A council spokesperson said a total of 28 new positions will be created in the restructure, meaning a net loss of seven employees for the organisation.
The final financial impact of the restructure is unknown and will be determined over the next two months after redeployment opportunities have been finalised.
Many of the people who have lost their positions in the restructure have been with the organisation for a long time, and in a number of cases a new position with a slightly different title will be created after they leave.
Staff received notification they were no longer required yesterday.
The first draft of the restructure, released to staff on 17 February, listed the same number of positions to be made redundant, as did the second draft.
A spokesperson for the Australian Services Union, the group representing many staff, told the Warragul & Baw Baw Citizen last month the second draft varied little to the first, with some positions previously to be made redundant no longer listed as such and a small number of jobs previously considered safe marked as redundancies.
Baw Baw and the union met several times between the first and final drafts.
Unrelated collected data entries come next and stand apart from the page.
//! Grantable capabilities
//!
//! Each capability maps to a fixed statement id and a fixed action list. The
//! bucket owns `Read` and `Write`; the key owns `Encrypt` and `Decrypt`.

use super::StringOrList;
use crate::error::PolicyError;
use serde::{Deserialize, Serialize};
use std::str::FromStr;

/// An access right grantable on a resource
#[derive(Debug, Clone, Copy, PartialEq, Eq, Hash, PartialOrd, Ord, Serialize, Deserialize)]
#[serde(rename_all = "lowercase")]
pub enum Capability {
    /// List the bucket and get its objects
    Read,
    /// Put objects into the bucket
    Write,
    /// Encrypt with the key
    Encrypt,
    /// Decrypt with the key and generate data keys
    Decrypt,
}

impl Capability {
    /// Every capability, in declaration order
    pub const ALL: [Capability; 4] = [
        Capability::Read,
        Capability::Write,
        Capability::Encrypt,
        Capability::Decrypt,
    ];

    /// Statement id used for this capability
    pub fn sid(self) -> &'static str {
        match self {
            Capability::Read => "Read",
            Capability::Write => "Write",
            Capability::Encrypt => "Encrypt",
            Capability::Decrypt => "Decrypt",
        }
    }

    /// Action names granted by this capability
    pub fn actions(self) -> &'static [&'static str] {
        match self {
            Capability::Read => &["s3:ListBucket", "s3:GetObject"],
            Capability::Write => &["s3:PutObject"],
            Capability::Encrypt => &["kms:Encrypt"],
            Capability::Decrypt => &["kms:Decrypt", "kms:GenerateDataKey"],
        }
    }

    /// The `Action` field as it appears on the wire
    ///
    /// `Write` is emitted as a bare string; everything else as an array, even
    /// `Encrypt` with its single action.
    pub fn action_field(self) -> StringOrList {
        match self {
            Capability::Write => StringOrList::One(self.actions()[0].to_string()),
            _ => StringOrList::Many(self.actions().iter().map(|a| a.to_string()).collect()),
        }
    }
}

impl std::fmt::Display for Capability {
    fn fmt(&self, f: &mut std::fmt::Formatter<'_>) -> std::fmt::Result {
        let name = match self {
            Capability::Read => "read",
            Capability::Write => "write",
            Capability::Encrypt => "encrypt",
            Capability::Decrypt => "decrypt",
        };
        f.write_str(name)
    }
}

impl FromStr for Capability {
    type Err = PolicyError;

    fn from_str(s: &str) -> Result<Self, Self::Err> {
        match s.to_lowercase().as_str() {
            "read" => Ok(Capability::Read),
            "write" => Ok(Capability::Write),
            "encrypt" => Ok(Capability::Encrypt),
            "decrypt" => Ok(Capability::Decrypt),
            _ => Err(PolicyError::UnknownCapability(format!(
                "'{}' (valid options: read, write, encrypt, decrypt)",
                s
            ))),
        }
    }
}
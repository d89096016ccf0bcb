//! IAM policy authoring
//!
//! Builds resource policies one grant at a time:
//! - Fixed statement per capability (Read, Write, Encrypt, Decrypt)
//! - At most one statement per capability; repeat grants widen its principal
//! - Documents created lazily on the first grant, then shared as a live view

mod aggregator;
mod capability;
mod document;
mod principal;
mod statement;

pub use aggregator::{GrantOutcome, PolicyAggregator, ResourceLayout};
pub use capability::Capability;
pub use document::{PolicyDocument, SharedDocument, POLICY_VERSION};
pub use principal::{merge, Identities, Principal};
pub use statement::{build_statement, owner_statement, Effect, Statement, StringOrList, OWNER_SID};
ASU Gippsland organiser Cameron Wright told the Warragul & Baw Baw Citizen he had “walked out with a really positive mindset” following initial talks.
The council/union negotiations had no set deadline, which had frustrated some staff who said they did not have “any trust or faith in the organisation anymore” and simply wanted to leave.
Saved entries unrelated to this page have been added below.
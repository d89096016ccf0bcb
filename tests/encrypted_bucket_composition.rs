//! Bucket grants forwarded to the bucket's key

use lazy_aws::{
    AccountId, Capability, EncryptedBucket, Key, KeyArgs, MemoryProvisioner, Principal,
    ResourceKind, ResourceName, ResourceRef,
};
use serde_json::{json, Value};
use std::sync::Arc;

fn account() -> AccountId {
    AccountId::new("123456789012").unwrap()
}

fn setup() -> (Key, EncryptedBucket, Arc<MemoryProvisioner>) {
    let provisioner = Arc::new(MemoryProvisioner::new("aws", "us-east-1", account()));
    let key = Key::new(
        ResourceName::new("data-key").unwrap(),
        KeyArgs::new(account()),
        provisioner.clone(),
    )
    .unwrap();
    let bucket =
        EncryptedBucket::new(ResourceName::new("logs").unwrap(), &key, provisioner.clone()).unwrap();
    (key, bucket, provisioner)
}

fn doc(json: String) -> Value {
    serde_json::from_str(&json).unwrap()
}

#[test]
fn test_read_write_has_four_effects() {
    let (key, mut bucket, _) = setup();
    let principal = Principal::aws("111111111111");

    bucket.grant_read_write_to_principal(&principal).unwrap();

    for capability in [Capability::Read, Capability::Write] {
        assert!(bucket
            .policy()
            .principal(capability)
            .unwrap()
            .permits(&principal));
    }
    for capability in [Capability::Decrypt, Capability::Encrypt] {
        assert!(key.principal(capability).unwrap().permits(&principal));
    }
}

#[test]
fn test_read_only_never_grants_encrypt() {
    let (key, mut bucket, _) = setup();

    bucket
        .grant_read_only_to_principal(&Principal::aws("111111111111"))
        .unwrap();

    assert!(key.principal(Capability::Encrypt).is_none());
    assert!(!bucket.policy().is_granted(Capability::Write));
}

#[test]
fn test_full_documents() {
    let (key, mut bucket, _) = setup();

    bucket
        .grant_read_only_to_principal(&Principal::aws("111111111111"))
        .unwrap()
        .grant_read_write_to_principal(&Principal::aws("222222222222"))
        .unwrap();

    assert_eq!(
        doc(bucket.policy_json().unwrap()),
        json!({
            "Version": "2012-10-17",
            "Statement": [
                {
                    "Sid": "Read",
                    "Effect": "Allow",
                    "Action": ["s3:ListBucket", "s3:GetObject"],
                    "Resource": ["arn:aws:s3:::logs", "arn:aws:s3:::logs/*"],
                    "Principal": {"AWS": ["111111111111", "222222222222"]}
                },
                {
                    "Sid": "Write",
                    "Effect": "Allow",
                    "Action": "s3:PutObject",
                    "Resource": "arn:aws:s3:::logs/*",
                    "Principal": {"AWS": "222222222222"}
                }
            ]
        })
    );

    assert_eq!(
        doc(key.policy_json().unwrap()),
        json!({
            "Version": "2012-10-17",
            "Statement": [
                {
                    "Sid": "Enable IAM User Permissions",
                    "Effect": "Allow",
                    "Action": "kms:*",
                    "Resource": "*",
                    "Principal": {"AWS": "arn:aws:iam::123456789012:root"}
                },
                {
                    "Sid": "Decrypt",
                    "Effect": "Allow",
                    "Action": ["kms:Decrypt", "kms:GenerateDataKey"],
                    "Resource": ["*"],
                    "Principal": {"AWS": ["111111111111", "222222222222"]}
                },
                {
                    "Sid": "Encrypt",
                    "Effect": "Allow",
                    "Action": ["kms:Encrypt"],
                    "Resource": ["*"],
                    "Principal": {"AWS": "222222222222"}
                }
            ]
        })
    );
}

#[test]
fn test_two_buckets_share_one_key() {
    let (key, mut logs, provisioner) = setup();
    let mut archive =
        EncryptedBucket::new(ResourceName::new("archive").unwrap(), &key, provisioner.clone())
            .unwrap();

    logs.grant_read_only_to_principal(&Principal::aws("111111111111"))
        .unwrap();
    archive
        .grant_read_only_to_principal(&Principal::aws("222222222222"))
        .unwrap();

    let decrypt = key.principal(Capability::Decrypt).unwrap();
    assert!(decrypt.permits(&Principal::aws("111111111111")));
    assert!(decrypt.permits(&Principal::aws("222222222222")));

    // one decrypt statement on the key, however many buckets forward to it
    assert_eq!(key.document().unwrap().len(), 2);
    // key policy plus two bucket policies
    assert_eq!(provisioner.attachments().len(), 3);
}

#[test]
fn test_key_outlives_bucket() {
    let (key, mut bucket, _) = setup();
    bucket
        .grant_read_only_to_principal(&Principal::aws("111111111111"))
        .unwrap();
    drop(bucket);

    key.grant_encrypt_to_principal(&Principal::aws("333333333333"))
        .unwrap();
    assert_eq!(key.document().unwrap().len(), 3);
}

#[test]
fn test_attachments_point_at_live_documents() {
    let (key, mut bucket, provisioner) = setup();
    bucket
        .grant_read_only_to_principal(&Principal::aws("111111111111"))
        .unwrap();

    let bucket_ref = ResourceRef::bucket(ResourceName::new("logs").unwrap());
    let attachment = provisioner.attachment_for(&bucket_ref).unwrap();
    assert_eq!(attachment.handle.name, "logs-policy");
    assert_eq!(attachment.handle.target.kind, ResourceKind::Bucket);

    bucket
        .grant_read_write_to_principal(&Principal::aws("222222222222"))
        .unwrap();
    assert_eq!(
        attachment.document.to_json().unwrap(),
        bucket.policy_json().unwrap()
    );

    let key_ref = ResourceRef::key(ResourceName::new("data-key").unwrap());
    let key_attachment = provisioner.attachment_for(&key_ref).unwrap();
    assert_eq!(
        key_attachment.document.to_json().unwrap(),
        key.policy_json().unwrap()
    );
}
After the first draft was released, Baw Baw CEO Helen Anstis told the Warragul & Baw Baw Citizen the restructure had been prompted by the resignation of then-director Shane Cagney.
“Every time there’s a resignation in the organisation, any proposal for a new employee comes to the executive team and we debate whether or not we need that employee, or do we need them somewhere else in the structure?” she said.
“With the number of vacant positions we had in the structure, a resignation of a director and another senior manager, the time was right to look at the structure overall, and that’s what we’ve done.
“What we’ve looked at is the position in the structure – how is the position best utilised to deliver the council plan? That’s what we’re looking at.
The draft restructures also mapped a plan to merge the council’s four directorates into three, and mooted possible future outsourcing opportunities.
‘A difficult process for the organisation’
Breaking the media silence she had kept during the negotiation period, Ms Anstis said today the restructure had been difficult for the organisation.
“Over the past two months we have worked with staff, the unions and the Fair Work Commission to ensure that the new organisational structure is equipped to tackle the challenging times that lay ahead for local government,” she said in a media release.
“This has been a difficult process for the organisation, especially for the staff whose roles have been made redundant. We are doing all that we can to support our staff, and a range of support services in the form of employment assistance, training and counselling services are available to those affected.”